Prácticamente no hay semana en que los grandes medios de comunicación no informen de la mala situación económica de Venezuela: inflación por encima del 100%, desabastecimiento de productos básicos, enormes colas en los supermercados,…. Hay, como afirma el gobierno bolivariano, una «guerra económica» de EEUU. Pero también errores en la política económica del gobierno de Maduro.
Es bien sabido que una de las tácticas usadas por EEUU como antesala del golpe de Estado de Pinochet en Chile fue la declaración de un guerra económica que promoviera la escasez, la angustia y las protestas de la población. Así lo atestiguan los documentos desclasificados en 2003 por el Departamento de Estado de EEUU.
En ellos se recogen las conversaciones entre el director de la CIA, Jesse Helms, y el secretario de Estado, Henry Kissinger, donde el primero afirmaba que “el pretexto más lógico para lograr poner en marcha a los militares sería una repentina situación económica desastrosa”. Y lanzaron un mensaje a sus aliados chilenos: “no dejaremos que llegue una sola tuerca o tornillo a Chile si Allende se hace con el poder. Haremos todo cuanto esté en nuestros manos para condenar al país y a sus habitantes a las privaciones y la pobreza más absolutas”. «Una línea revolucionaria no sólo debe redistribuir la riqueza, sino multiplicar las fuentes de creación de nueva riqueza»
Hoy se están repitiendo en Venezuela los mismos manuales ya utilizados contra Allende: cerco financiero, acaparamiento, especulación y contrabando.
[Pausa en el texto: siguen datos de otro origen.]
//! Domain error types.

use chrono::NaiveDate;

/// A parse error with position information for filter-chain parsing.
#[derive(Debug, Clone, PartialEq, thiserror::Error)]
#[error("parse error at position {position}: {message}")]
pub struct ParseError {
    pub message: String,
    pub position: usize,
}

impl ParseError {
    /// Format the error with a caret pointing at the error position in the input.
    pub fn display_with_context(&self, input: &str) -> String {
        let column = input
            .get(..self.position)
            .map(|prefix| prefix.chars().count())
            .unwrap_or(self.position);
        let caret = " ".repeat(column) + "^";
        format!(
            "{input}\n{caret}\n{err}",
            input = input,
            caret = caret,
            err = self
        )
    }
}

/// Top-level error type for barscreen.
#[derive(Debug, thiserror::Error)]
pub enum ScreenerError {
    #[error("database error: {reason}")]
    Database { reason: String },

    #[error("database query error: {reason}")]
    DatabaseQuery { reason: String },

    #[error("config parse error in {file}: {reason}")]
    ConfigParse { file: String, reason: String },

    #[error("missing config key [{section}] {key}")]
    ConfigMissing { section: String, key: String },

    #[error("invalid config value [{section}] {key}: {reason}")]
    ConfigInvalid {
        section: String,
        key: String,
        reason: String,
    },

    #[error(transparent)]
    FilterParse(#[from] ParseError),

    #[error("no trading days available")]
    EmptyCalendar,

    #[error("no data in range {start} to {end}")]
    EmptyWindow { start: NaiveDate, end: NaiveDate },

    #[error(transparent)]
    Io(#[from] std::io::Error),
}

impl From<&ScreenerError> for std::process::ExitCode {
    fn from(err: &ScreenerError) -> Self {
        let code: u8 = match err {
            ScreenerError::Io(_) => 1,
            ScreenerError::ConfigParse { .. }
            | ScreenerError::ConfigMissing { .. }
            | ScreenerError::ConfigInvalid { .. } => 2,
            ScreenerError::Database { .. } | ScreenerError::DatabaseQuery { .. } => 3,
            ScreenerError::FilterParse(_) => 4,
            ScreenerError::EmptyCalendar | ScreenerError::EmptyWindow { .. } => 5,
        };
        std::process::ExitCode::from(code)
    }
}
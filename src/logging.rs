//! Diagnostic logging setup.
//!
//! Logs go to stderr so stdout only ever carries the report.

use tracing_subscriber::{layer::SubscriberExt, util::SubscriberInitExt, EnvFilter};

pub const DEFAULT_LEVEL: &str = "info";

/// Filter directive in effect: `RUST_LOG` first, then the configured level,
/// then [`DEFAULT_LEVEL`]. Unparseable directives fall through.
pub fn resolve_filter(env: Option<&str>, configured: Option<&str>) -> EnvFilter {
    [env, configured]
        .into_iter()
        .flatten()
        .map(str::trim)
        .filter(|s| !s.is_empty())
        .find_map(|directive| EnvFilter::try_new(directive).ok())
        .unwrap_or_else(|| EnvFilter::new(DEFAULT_LEVEL))
}

/// Install the global subscriber. A second call is a no-op.
pub fn init_logging(configured: Option<&str>) {
    let env = std::env::var(EnvFilter::DEFAULT_ENV).ok();
    let filter = resolve_filter(env.as_deref(), configured);
    let installed = tracing_subscriber::registry()
        .with(filter)
        .with(tracing_subscriber::fmt::layer().with_writer(std::io::stderr))
        .try_init();
    if installed.is_ok() {
        tracing::debug!("logging initialised");
    }
}

#[cfg(test)]
mod tests {
    use super::*;

    #[test]
    fn env_wins_over_config() {
        let filter = resolve_filter(Some("debug"), Some("warn"));
        assert_eq!(filter.to_string(), "debug");
    }

    #[test]
    fn config_used_without_env() {
        let filter = resolve_filter(None, Some("warn"));
        assert_eq!(filter.to_string(), "warn");
    }

    #[test]
    fn falls_back_to_info() {
        assert_eq!(resolve_filter(None, None).to_string(), "info");
        assert_eq!(resolve_filter(Some("  "), None).to_string(), "info");
    }

    #[test]
    fn init_twice_does_not_panic() {
        init_logging(Some("error"));
        init_logging(Some("error"));
    }
}
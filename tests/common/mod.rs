#![allow(dead_code)]

use barscreen::domain::bar::Bar;
use barscreen::domain::error::ScreenerError;
use barscreen::ports::data_port::{BarSource, DataRange};
use chrono::{Datelike, NaiveDate};
use std::cell::RefCell;
use std::collections::BTreeSet;

/// In-memory bar source that records every fetch range it is asked for.
pub struct MockBarSource {
    pub bars: Vec<Bar>,
    pub error: Option<String>,
    pub fetches: RefCell<Vec<(NaiveDate, NaiveDate)>>,
}

impl MockBarSource {
    pub fn new(bars: Vec<Bar>) -> Self {
        Self {
            bars,
            error: None,
            fetches: RefCell::new(Vec::new()),
        }
    }

    pub fn with_error(mut self, reason: &str) -> Self {
        self.error = Some(reason.to_string());
        self
    }

    fn check(&self) -> Result<(), ScreenerError> {
        match &self.error {
            Some(reason) => Err(ScreenerError::Database {
                reason: reason.clone(),
            }),
            None => Ok(()),
        }
    }
}

impl BarSource for MockBarSource {
    fn fetch_bars(&self, start: NaiveDate, end: NaiveDate) -> Result<Vec<Bar>, ScreenerError> {
        self.check()?;
        self.fetches.borrow_mut().push((start, end));
        Ok(self
            .bars
            .iter()
            .filter(|b| b.date >= start && b.date <= end)
            .cloned()
            .collect())
    }

    fn trading_days(&self) -> Result<Vec<NaiveDate>, ScreenerError> {
        self.check()?;
        let days: BTreeSet<NaiveDate> = self
            .bars
            .iter()
            .filter(|b| b.close != 0.0)
            .map(|b| b.date)
            .collect();
        Ok(days.into_iter().collect())
    }

    fn data_range(&self) -> Result<Option<DataRange>, ScreenerError> {
        let days = self.trading_days()?;
        match (days.first(), days.last()) {
            (Some(first), Some(last)) => Ok(Some(DataRange {
                first: *first,
                last: *last,
                trading_days: days.len(),
                tickers: self
                    .bars
                    .iter()
                    .map(|b| b.ticker.as_str())
                    .collect::<BTreeSet<_>>()
                    .len(),
                rows: self.bars.len(),
            })),
            _ => Ok(None),
        }
    }
}

pub fn date(y: i32, m: u32, d: u32) -> NaiveDate {
    NaiveDate::from_ymd_opt(y, m, d).unwrap()
}

/// A bar with `open == close`, a provider change rate and the given value.
pub fn make_bar(ticker: &str, day: &str, close: f64, change_rate: f64, value: f64) -> Bar {
    Bar {
        date: NaiveDate::parse_from_str(day, "%Y-%m-%d").unwrap(),
        ticker: ticker.to_string(),
        name: format!("종목{ticker}"),
        open: close,
        high: close,
        low: close,
        close,
        volume: 1_000,
        value,
        change_rate: Some(change_rate),
        market_cap: None,
        operating_income: None,
    }
}

pub fn named(bar: Bar, name: &str) -> Bar {
    Bar {
        name: name.to_string(),
        ..bar
    }
}

/// One bar per day for `ticker` over consecutive weekdays starting at `start`.
pub fn daily_series(ticker: &str, start: &str, closes: &[f64], value: f64) -> Vec<Bar> {
    let mut day = NaiveDate::parse_from_str(start, "%Y-%m-%d").unwrap();
    let mut bars = Vec::with_capacity(closes.len());
    for close in closes {
        while day.weekday().number_from_monday() > 5 {
            day = day.succ_opt().unwrap();
        }
        bars.push(Bar {
            date: day,
            ..make_bar(ticker, "2000-01-01", *close, 0.0, value)
        });
        day = day.succ_opt().unwrap();
    }
    bars
}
Pero reducir todo el problema exclusivamente a la guerra económica desatada por EEUU para intentar echar abajo la revolución bolivariana es ver sólo uno de sus aspectos. En el otro están los errores y deficiencias en la línea de desarrollo económico seguida por el régimen venezolano.
Es cierto que los logros económicos y sociales conseguidos por la revolución son espectaculares. Desde que Chávez llegó al poder en 1998, el PIB de Venezuela ha aumentado en más de un 400%. El salario mínimo se ha más que duplicado. El índice de pobreza extrema ha caído desde el 21 al 8% de la población. El desempleo ha pasado del 16% de la población activa a apenas un 6%. La línea de redistribución de la riqueza ha hecho que los beneficios de la industria petrolera hayan pasado de ser disfrutados por un 20% de la población a un 80%. La sanidad y la educación pública se han hecho por primera vez universales, llegando a una mayoría del pueblo que anteriormente no tenía acceso a ellas. Las decenas de miles de viviendas construidas por todo el país han empezado a erradicar el chabolismo,…
Sin embargo, toda esta política de redistribución de la riqueza ha adolecido de un defecto fundamental: ha estado basado toda ella en los ingresos petroleros pero sin desarrollar una industria nacional diversificada y potente.
En 1998, el 31% de las exportaciones de Venezuela eran de productos no petroleros. En 2012 esa cifra había bajado hasta el 4%. Tradicionalmente, Venezuela ha sido un exportador de productos como el café, el arroz, el maíz o el azúcar. En la actualidad debe dedicar más de 1.000 millones de dólares a importarlos debido a que el aumento de la demanda interna por la mejora del nivel de vida de la población no ha ido acompañado del correspondiente aumento de la producción nacional. En la industria minera, Venezuela tiene una de las mayores reservas mundiales de hierro y aluminio. Sin embargo la industria siderúrgica esta actualmente funcionando al 45% de su capacidad, mientras que la producción de la industria del aluminio se calcula que ha caído al menos un 33%.
Durante años, los altos precios del petróleo han permitido ocultar esta realidad. El impulso a una potente industria nacional diversificada y no dependiente del petróleo que constituye uno de los puntos esenciales del programa económico de la revolución bolivariana o no ha sido puesto en marcha o no ha funcionado.
Los 18 años de revolución, ademas de las imprescindibles reformas políticas y sociales, debían haber llevado el camino de la industrialización a un grado de desarrollo que permitiera hoy enfrentar con éxito la guerra económica desatada por el imperialismo.
Una línea revolucionaria no sólo debe proceder a redistribuir de forma más justa la riqueza, debe empeñarse también en multiplicar las fuentes de creación de nueva riqueza. Este camino, largo, difícil y costoso es el que debería emprender sin más dilación el gobierno revolucionario.
De no hacerlo, el imperialismo encontrará cada vez mayores facilidades para promover el caos económico, y con él la desestabilización política, de Venezuela.